No, that would be too extreme. I am talking about future-proofing and doing it with a speed that agencies have not adopted before. It will take courage and investment. If looked at clearly, the agency value proposition is very different. The systems implementation consultancy side is not fast in changing either. They can go and buy agencies but that is not easy.

But it is happening…

Of course, because in some areas, it makes more sense to buy. But then, they will have to deal with integrating that talent and thinking about what the strategy will be. It requires a different level of forward planning and thinking; until now, agencies have centred on responding to events — a very tactical approach, but it does not work. I do not think it is a complete overhaul but a reinvention.

Do you see segmentation or targeting changing?

Consumers are a lot more discerning in terms of what they shop, what they read and how they utilise digital. Ten years ago, you could talk about, say, 26 touchpoints but those were very different days. People ask, is digital measurable? Digital is as measurable as you set it up to be. If you talk about search, the digital metrics are clear. If you add display or video, followed by a layer of trading offline or online, one has to start with a measurement strategy simply to understand these. You have to know what you are measuring, not just what digital metrics are available. A lot of people skip this step. For the longest time, nobody in performance wanted to move away from the last click.

Are agencies doing a good job of understanding client businesses or briefs?

Agencies should move away from briefs and campaigns completely. Do agencies do it a little bit? Yeah. Do we do it enough? No. Having said that, I do not think it is easy to do. It is, however, easy for the right talent profile. Agencies fall down because they do not spend enough time thinking about that top profile. You can build this within an agency structure but you have to be deliberate about it.

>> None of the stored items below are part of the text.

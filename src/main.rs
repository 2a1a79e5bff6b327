//! MediaHub server: background media processing and remote cache upkeep
//!
//! Main entry point that wires all crates together and runs until signalled.

use std::sync::Arc;

use tracing_subscriber::{EnvFilter, fmt};

use mediahub_core::config::AppConfig;
use mediahub_core::error::AppError;
use mediahub_database::DatabasePool;
use mediahub_database::repositories::{PgAttachmentRepository, PgEmojiRepository};
use mediahub_media::{MediaContext, MediaManager};
use mediahub_storage::LocalStorageProvider;

#[tokio::main]
async fn main() {
    let config = match load_configuration() {
        Ok(c) => c,
        Err(e) => {
            eprintln!("Failed to load configuration: {}", e);
            std::process::exit(1);
        }
    };

    init_logging(&config);

    if let Err(e) = run(config).await {
        tracing::error!("Server error: {}", e);
        std::process::exit(1);
    }
}

/// Load configuration from files and environment
fn load_configuration() -> Result<AppConfig, AppError> {
    let env = std::env::var("MEDIAHUB_ENV").unwrap_or_else(|_| "development".to_string());
    AppConfig::load(&env)
}

/// Initialize tracing/logging
fn init_logging(config: &AppConfig) {
    let filter =
        EnvFilter::try_from_default_env().unwrap_or_else(|_| EnvFilter::new(&config.logging.level));

    match config.logging.format.as_str() {
        "json" => {
            fmt()
                .json()
                .with_env_filter(filter)
                .with_target(true)
                .with_thread_ids(true)
                .init();
        }
        _ => {
            fmt()
                .pretty()
                .with_env_filter(filter)
                .with_target(true)
                .init();
        }
    }
}

/// Main server run function
async fn run(config: AppConfig) -> Result<(), AppError> {
    tracing::info!("Starting MediaHub v{}", env!("CARGO_PKG_VERSION"));

    // ── Step 1: Database connection + migrations ─────────────────
    tracing::info!("Connecting to database...");
    let db = DatabasePool::connect(&config.database).await?;

    mediahub_database::migration::run_migrations(db.pool()).await?;

    // ── Step 2: Blob storage ─────────────────────────────────────
    tracing::info!(root = %config.storage.root_path, "Opening local storage...");
    let storage = Arc::new(LocalStorageProvider::new(&config.storage.root_path).await?);

    // ── Step 3: Repositories ─────────────────────────────────────
    let attachments = Arc::new(PgAttachmentRepository::new(db.pool().clone()));
    let emojis = Arc::new(PgEmojiRepository::new(db.pool().clone()));

    // ── Step 4: Media manager ────────────────────────────────────
    let ctx = MediaContext::new(attachments, emojis, storage, &config.media);
    let manager = MediaManager::new(ctx, &config.media).await?;
    tracing::info!(
        workers = manager.num_workers(),
        queue_size = manager.queue_size(),
        remote_cache_days = config.media.remote_cache_days,
        "MediaHub ready"
    );

    // ── Step 5: Wait for shutdown ────────────────────────────────
    shutdown_signal().await;
    tracing::info!("Shutdown signal received");

    let stopped = manager.stop().await;
    db.close().await;
    stopped?;

    tracing::info!("MediaHub shut down gracefully");
    Ok(())
}

/// Wait for Ctrl+C or SIGTERM
async fn shutdown_signal() {
    let ctrl_c = async {
        if let Err(e) = tokio::signal::ctrl_c().await {
            tracing::error!("Failed to listen for Ctrl+C: {}", e);
            std::future::pending::<()>().await;
        }
    };

    #[cfg(unix)]
    let terminate = async {
        match tokio::signal::unix::signal(tokio::signal::unix::SignalKind::terminate()) {
            Ok(mut signal) => {
                signal.recv().await;
            }
            Err(e) => {
                tracing::error!("Failed to install SIGTERM handler: {}", e);
                std::future::pending::<()>().await;
            }
        }
    };

    #[cfg(not(unix))]
    let terminate = std::future::pending::<()>();

    tokio::select! {
        _ = ctrl_c => {},
        _ = terminate => {},
    }
}
//! Embedded schema migrations for the media tables.

use sqlx::PgPool;
use sqlx::migrate::Migrator;

use mediahub_core::error::{AppError, ErrorKind};
use mediahub_core::result::AppResult;

/// Migrations under the workspace `migrations/` directory, compiled in.
static MIGRATOR: Migrator = sqlx::migrate!("../../migrations");

/// Bring the schema up to date. Already-applied migrations are skipped.
pub async fn run_migrations(pool: &PgPool) -> AppResult<()> {
    tracing::info!(known = MIGRATOR.migrations.len(), "Applying media schema migrations");

    MIGRATOR.run(pool).await.map_err(|e| {
        AppError::with_source(
            ErrorKind::Database,
            format!("Media schema migration failed: {e}"),
            e,
        )
    })?;

    tracing::info!("Media schema is up to date");
    Ok(())
}

#[cfg(test)]
mod tests {
    use super::*;

    #[test]
    fn test_media_schema_is_embedded() {
        assert!(!MIGRATOR.migrations.is_empty());
        assert!(
            MIGRATOR
                .migrations
                .iter()
                .any(|m| m.sql.contains("media_attachments") && m.sql.contains("emojis"))
        );
    }
}
//! One-off remote media cache prune.

use clap::Args;
use serde::Serialize;
use tabled::Tabled;
use tokio_util::sync::CancellationToken;

use mediahub_core::error::AppError;
use mediahub_media::prune_remote;

use crate::output::{self, OutputFormat};

/// Arguments for the prune command
#[derive(Debug, Args)]
pub struct PruneArgs {
    /// Prune remote media older than this many days (defaults to the
    /// configured remote cache age)
    #[arg(short, long)]
    pub days: Option<u32>,

    /// Skip confirmation prompt
    #[arg(short, long)]
    pub yes: bool,
}

#[derive(Debug, Serialize, Tabled)]
struct PruneRow {
    #[tabled(rename = "Pruned")]
    pruned: usize,
    #[tabled(rename = "Cancelled")]
    cancelled: bool,
    #[tabled(rename = "Elapsed (ms)")]
    elapsed_ms: u128,
    #[tabled(rename = "Finished at")]
    finished_at: String,
}

/// Run a prune pass directly against the database and blob store
pub async fn execute(args: &PruneArgs, env: &str, format: OutputFormat) -> Result<(), AppError> {
    let config = super::load_config(env)?;
    let days = args.days.unwrap_or(config.media.remote_cache_days);
    if days == 0 {
        return Err(AppError::validation(
            "Remote cache pruning is disabled; pass --days to prune anyway",
        ));
    }

    if !args.yes {
        let confirm = dialoguer::Confirm::new()
            .with_prompt(format!(
                "Remove cached copies of remote media older than {} days?",
                days
            ))
            .default(false)
            .interact()
            .map_err(|e| AppError::internal(format!("Input error: {}", e)))?;

        if !confirm {
            println!("Cancelled.");
            return Ok(());
        }
    }

    let db = super::connect(&config).await?;
    let ctx = super::media_context(&config, &db).await?;

    let cancel = CancellationToken::new();
    let interrupt = tokio::spawn({
        let cancel = cancel.clone();
        async move {
            if tokio::signal::ctrl_c().await.is_ok() {
                output::print_warning("Interrupted, finishing current record...");
                cancel.cancel();
            }
        }
    });

    let result = prune_remote(&ctx, days, config.media.prune_batch_size, &cancel).await;
    interrupt.abort();
    db.close().await;
    let report = result?;

    match format {
        OutputFormat::Table => {
            if report.cancelled {
                output::print_warning(&format!("Prune cancelled after {} attachments", report.pruned));
            } else {
                output::print_success(&format!("Pruned {} remote attachments", report.pruned));
            }
            output::print_kv("Older than", &format!("{} days", days));
            output::print_kv("Elapsed", &format!("{} ms", report.elapsed.as_millis()));
        }
        OutputFormat::Json => output::print_rows(
            &[PruneRow {
                pruned: report.pruned,
                cancelled: report.cancelled,
                elapsed_ms: report.elapsed.as_millis(),
                finished_at: report.finished_at.to_rfc3339(),
            }],
            format,
        ),
    }
    Ok(())
}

One of the big changes I have made is to separate the client leadership from the day-to-day running of the business. We are doing this in Singapore as a test market and will roll it out in other markets. We want to be exceptional in campaign strategy and campaign execution, which needs a different focus versus client leadership. So on the servicing side, we will have specialist teams and a central command with sub-specialisms under it. The person at the command will know everything that is happening, how campaigns are performing, which metrics are up or down, where is the opportunity for upsell — all of those fine details. The client servicing person just has to go to that one point. We do not want to be a consultancy. Agencies are uniquely positioned for a certain piece of the consultancy business when we are talking about adtech and martech. Our level of experience warrants us a bigger voice at that table.